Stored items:
++++++
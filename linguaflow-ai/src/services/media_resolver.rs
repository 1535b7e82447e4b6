//! Media reference resolution and inlining
//!
//! Finds the first image and the first audio reference across a note's
//! fields, locates the file in the collection's media directory and returns
//! it as a `data:` URI. Every failure along the way (no reference, missing
//! directory, unknown file, unreadable file) degrades to `None`.

use base64::{engine::general_purpose::STANDARD, Engine as _};
use once_cell::sync::Lazy;
use regex::Regex;
use std::borrow::Cow;
use std::path::{Path, PathBuf};
use tracing::{debug, warn};
use walkdir::WalkDir;

use super::text_sanitizer::decode_entities;

static IMAGE_REGEX: Lazy<Regex> = Lazy::new(|| {
    Regex::new(r#"(?i)<img[^>]+src\s*=\s*["']([^"'>]+)["']"#).expect("image pattern is valid")
});

static AUDIO_TAG_REGEX: Lazy<Regex> = Lazy::new(|| {
    Regex::new(r#"(?i)<audio[^>]+src\s*=\s*["']([^"'>]+)["']"#).expect("audio pattern is valid")
});

static SOUND_DIRECTIVE_REGEX: Lazy<Regex> =
    Lazy::new(|| Regex::new(r"\[sound:([^\]]+)\]").expect("sound pattern is valid"));

#[derive(Debug, Clone, Copy, PartialEq, Eq)]
pub enum MediaKind {
    Image,
    Audio,
}

impl MediaKind {
    /// Reference patterns in priority order
    fn matchers(self) -> Vec<&'static Regex> {
        match self {
            MediaKind::Image => vec![&*IMAGE_REGEX],
            MediaKind::Audio => vec![&*AUDIO_TAG_REGEX, &*SOUND_DIRECTIVE_REGEX],
        }
    }
}

/// Inline the first resolvable media reference of `kind`
///
/// Fields are scanned in order; within a field each pattern is tried in
/// priority order. A reference whose file cannot be found or read is skipped
/// and the scan continues.
pub fn extract_first_media<S: AsRef<str>>(
    fields: &[S],
    media_dir: &Path,
    kind: MediaKind,
) -> Option<String> {
    if !media_dir.is_dir() {
        debug!(path = %media_dir.display(), "Media directory missing");
        return None;
    }

    for field in fields.iter().map(AsRef::as_ref).filter(|f| !f.is_empty()) {
        for matcher in kind.matchers() {
            for caps in matcher.captures_iter(field) {
                let filename = caps[1].trim();
                let Some(path) = resolve_media_path(media_dir, filename) else {
                    debug!(filename = %filename, kind = ?kind, "Referenced media not found");
                    continue;
                };

                match encode_media(&path) {
                    Ok(uri) => return Some(uri),
                    Err(e) => {
                        warn!(path = %path.display(), error = %e, "Failed to read media file");
                    }
                }
            }
        }
    }

    None
}

/// Locate `filename` inside `media_dir`
///
/// Tries the literal name, then its percent-decoded and entity-decoded forms,
/// first as a direct lookup and then as a case-insensitive scan of the
/// directory. Names containing path separators are never resolved.
pub fn resolve_media_path(media_dir: &Path, filename: &str) -> Option<PathBuf> {
    let candidates = candidate_names(filename);
    if candidates.is_empty() {
        return None;
    }

    for name in &candidates {
        let direct = media_dir.join(name);
        if direct.is_file() {
            return Some(direct);
        }
    }

    let lowered: Vec<String> = candidates.iter().map(|name| name.to_lowercase()).collect();
    WalkDir::new(media_dir)
        .min_depth(1)
        .max_depth(1)
        .into_iter()
        .filter_map(Result::ok)
        .filter(|entry| entry.file_type().is_file())
        .find(|entry| {
            let name = entry.file_name().to_string_lossy().to_lowercase();
            lowered.contains(&name)
        })
        .map(|entry| entry.into_path())
}

fn candidate_names(filename: &str) -> Vec<String> {
    let mut names: Vec<String> = Vec::with_capacity(3);
    let forms = [
        Some(filename.to_string()),
        percent_decode(filename),
        Some(decode_entities(filename)),
    ];
    for name in forms.into_iter().flatten() {
        if is_plain_file_name(&name) && !names.contains(&name) {
            names.push(name);
        }
    }
    names
}

fn is_plain_file_name(name: &str) -> bool {
    !name.is_empty()
        && name != "."
        && name != ".."
        && !name.contains(&['/', '\\', '\0'][..])
}

/// `%XX` decoding; `None` when nothing changes or the result is not UTF-8
fn percent_decode(input: &str) -> Option<String> {
    urlencoding::decode(input)
        .ok()
        .map(Cow::into_owned)
        .filter(|decoded| decoded != input)
}

/// Read a file into a `data:<mime>;base64,<payload>` URI
pub fn encode_media(path: &Path) -> std::io::Result<String> {
    let bytes = std::fs::read(path)?;
    Ok(format!(
        "data:{};base64,{}",
        guess_mime_type(path),
        STANDARD.encode(bytes)
    ))
}

/// MIME type from the file extension
pub fn guess_mime_type(path: &Path) -> &'static str {
    let extension = path
        .extension()
        .and_then(|ext| ext.to_str())
        .map(str::to_lowercase)
        .unwrap_or_default();

    match extension.as_str() {
        "jpg" | "jpeg" => "image/jpeg",
        "png" => "image/png",
        "gif" => "image/gif",
        "webp" => "image/webp",
        "svg" => "image/svg+xml",
        "bmp" => "image/bmp",
        "ico" => "image/vnd.microsoft.icon",
        "tif" | "tiff" => "image/tiff",
        "mp3" => "audio/mpeg",
        "wav" => "audio/wav",
        "ogg" | "oga" | "opus" => "audio/ogg",
        "m4a" => "audio/mp4",
        "aac" => "audio/aac",
        "flac" => "audio/flac",
        "webm" => "audio/webm",
        "mp4" => "video/mp4",
        _ => "application/octet-stream",
    }
}
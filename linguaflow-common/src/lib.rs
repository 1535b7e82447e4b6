//! # LinguaFlow Common Library
//!
//! Shared code for the LinguaFlow import services:
//! - Error types
//! - Bootstrap configuration loading and working-root resolution
//! - API request/response types (imported card records)

pub mod api;
pub mod config;
pub mod error;

pub use error::{Error, Result};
++++++
→ Exercise: An exact reproduction of all the entries above is the expected answer.

→ Answer section:
filename linguaflow-ai/src/services/media_resolver.rs
repository 1535b7e82447e4b6
//! Media reference resolution and inlining
//!
//! Finds the first image and the first audio reference across a note's
//! fields, locates the file in the collection's media directory and returns
//! it as a `data:` URI. Every failure along the way (no reference, missing
//! directory, unknown file, unreadable file) degrades to `None`.

use base64::{engine::general_purpose::STANDARD, Engine as _};
use once_cell::sync::Lazy;
use regex::Regex;
use std::borrow::Cow;
use std::path::{Path, PathBuf};
use tracing::{debug, warn};
use walkdir::WalkDir;

use super::text_sanitizer::decode_entities;

static IMAGE_REGEX: Lazy<Regex> = Lazy::new(|| {
    Regex::new(r#"(?i)<img[^>]+src\s*=\s*["']([^"'>]+)["']"#).expect("image pattern is valid")
});

static AUDIO_TAG_REGEX: Lazy<Regex> = Lazy::new(|| {
    Regex::new(r#"(?i)<audio[^>]+src\s*=\s*["']([^"'>]+)["']"#).expect("audio pattern is valid")
});

static SOUND_DIRECTIVE_REGEX: Lazy<Regex> =
    Lazy::new(|| Regex::new(r"\[sound:([^\]]+)\]").expect("sound pattern is valid"));

#[derive(Debug, Clone, Copy, PartialEq, Eq)]
pub enum MediaKind {
    Image,
    Audio,
}

impl MediaKind {
    /// Reference patterns in priority order
    fn matchers(self) -> Vec<&'static Regex> {
        match self {
            MediaKind::Image => vec![&*IMAGE_REGEX],
            MediaKind::Audio => vec![&*AUDIO_TAG_REGEX, &*SOUND_DIRECTIVE_REGEX],
        }
    }
}

/// Inline the first resolvable media reference of `kind`
///
/// Fields are scanned in order; within a field each pattern is tried in
/// priority order. A reference whose file cannot be found or read is skipped
/// and the scan continues.
pub fn extract_first_media<S: AsRef<str>>(
    fields: &[S],
    media_dir: &Path,
    kind: MediaKind,
) -> Option<String> {
    if !media_dir.is_dir() {
        debug!(path = %media_dir.display(), "Media directory missing");
        return None;
    }

    for field in fields.iter().map(AsRef::as_ref).filter(|f| !f.is_empty()) {
        for matcher in kind.matchers() {
            for caps in matcher.captures_iter(field) {
                let filename = caps[1].trim();
                let Some(path) = resolve_media_path(media_dir, filename) else {
                    debug!(filename = %filename, kind = ?kind, "Referenced media not found");
                    continue;
                };

                match encode_media(&path) {
                    Ok(uri) => return Some(uri),
                    Err(e) => {
                        warn!(path = %path.display(), error = %e, "Failed to read media file");
                    }
                }
            }
        }
    }

    None
}

/// Locate `filename` inside `media_dir`
///
/// Tries the literal name, then its percent-decoded and entity-decoded forms,
/// first as a direct lookup and then as a case-insensitive scan of the
/// directory. Names containing path separators are never resolved.
pub fn resolve_media_path(media_dir: &Path, filename: &str) -> Option<PathBuf> {
    let candidates = candidate_names(filename);
    if candidates.is_empty() {
        return None;
    }

    for name in &candidates {
        let direct = media_dir.join(name);
        if direct.is_file() {
            return Some(direct);
        }
    }

    let lowered: Vec<String> = candidates.iter().map(|name| name.to_lowercase()).collect();
    WalkDir::new(media_dir)
        .min_depth(1)
        .max_depth(1)
        .into_iter()
        .filter_map(Result::ok)
        .filter(|entry| entry.file_type().is_file())
        .find(|entry| {
            let name = entry.file_name().to_string_lossy().to_lowercase();
            lowered.contains(&name)
        })
        .map(|entry| entry.into_path())
}

fn candidate_names(filename: &str) -> Vec<String> {
    let mut names: Vec<String> = Vec::with_capacity(3);
    let forms = [
        Some(filename.to_string()),
        percent_decode(filename),
        Some(decode_entities(filename)),
    ];
    for name in forms.into_iter().flatten() {
        if is_plain_file_name(&name) && !names.contains(&name) {
            names.push(name);
        }
    }
    names
}

fn is_plain_file_name(name: &str) -> bool {
    !name.is_empty()
        && name != "."
        && name != ".."
        && !name.contains(&['/', '\\', '\0'][..])
}

/// `%XX` decoding; `None` when nothing changes or the result is not UTF-8
fn percent_decode(input: &str) -> Option<String> {
    urlencoding::decode(input)
        .ok()
        .map(Cow::into_owned)
        .filter(|decoded| decoded != input)
}

/// Read a file into a `data:<mime>;base64,<payload>` URI
pub fn encode_media(path: &Path) -> std::io::Result<String> {
    let bytes = std::fs::read(path)?;
    Ok(format!(
        "data:{};base64,{}",
        guess_mime_type(path),
        STANDARD.encode(bytes)
    ))
}

/// MIME type from the file extension
pub fn guess_mime_type(path: &Path) -> &'static str {
    let extension = path
        .extension()
        .and_then(|ext| ext.to_str())
        .map(str::to_lowercase)
        .unwrap_or_default();

    match extension.as_str() {
        "jpg" | "jpeg" => "image/jpeg",
        "png" => "image/png",
        "gif" => "image/gif",
        "webp" => "image/webp",
        "svg" => "image/svg+xml",
        "bmp" => "image/bmp",
        "ico" => "image/vnd.microsoft.icon",
        "tif" | "tiff" => "image/tiff",
        "mp3" => "audio/mpeg",
        "wav" => "audio/wav",
        "ogg" | "oga" | "opus" => "audio/ogg",
        "m4a" => "audio/mp4",
        "aac" => "audio/aac",
        "flac" => "audio/flac",
        "webm" => "audio/webm",
        "mp4" => "video/mp4",
        _ => "application/octet-stream",
    }
}
filename linguaflow-common/src/lib.rs
repository 1535b7e82447e4b6
//! # LinguaFlow Common Library
//!
//! Shared code for the LinguaFlow import services:
//! - Error types
//! - Bootstrap configuration loading and working-root resolution
//! - API request/response types (imported card records)

pub mod api;
pub mod config;
pub mod error;

pub use error::{Error, Result};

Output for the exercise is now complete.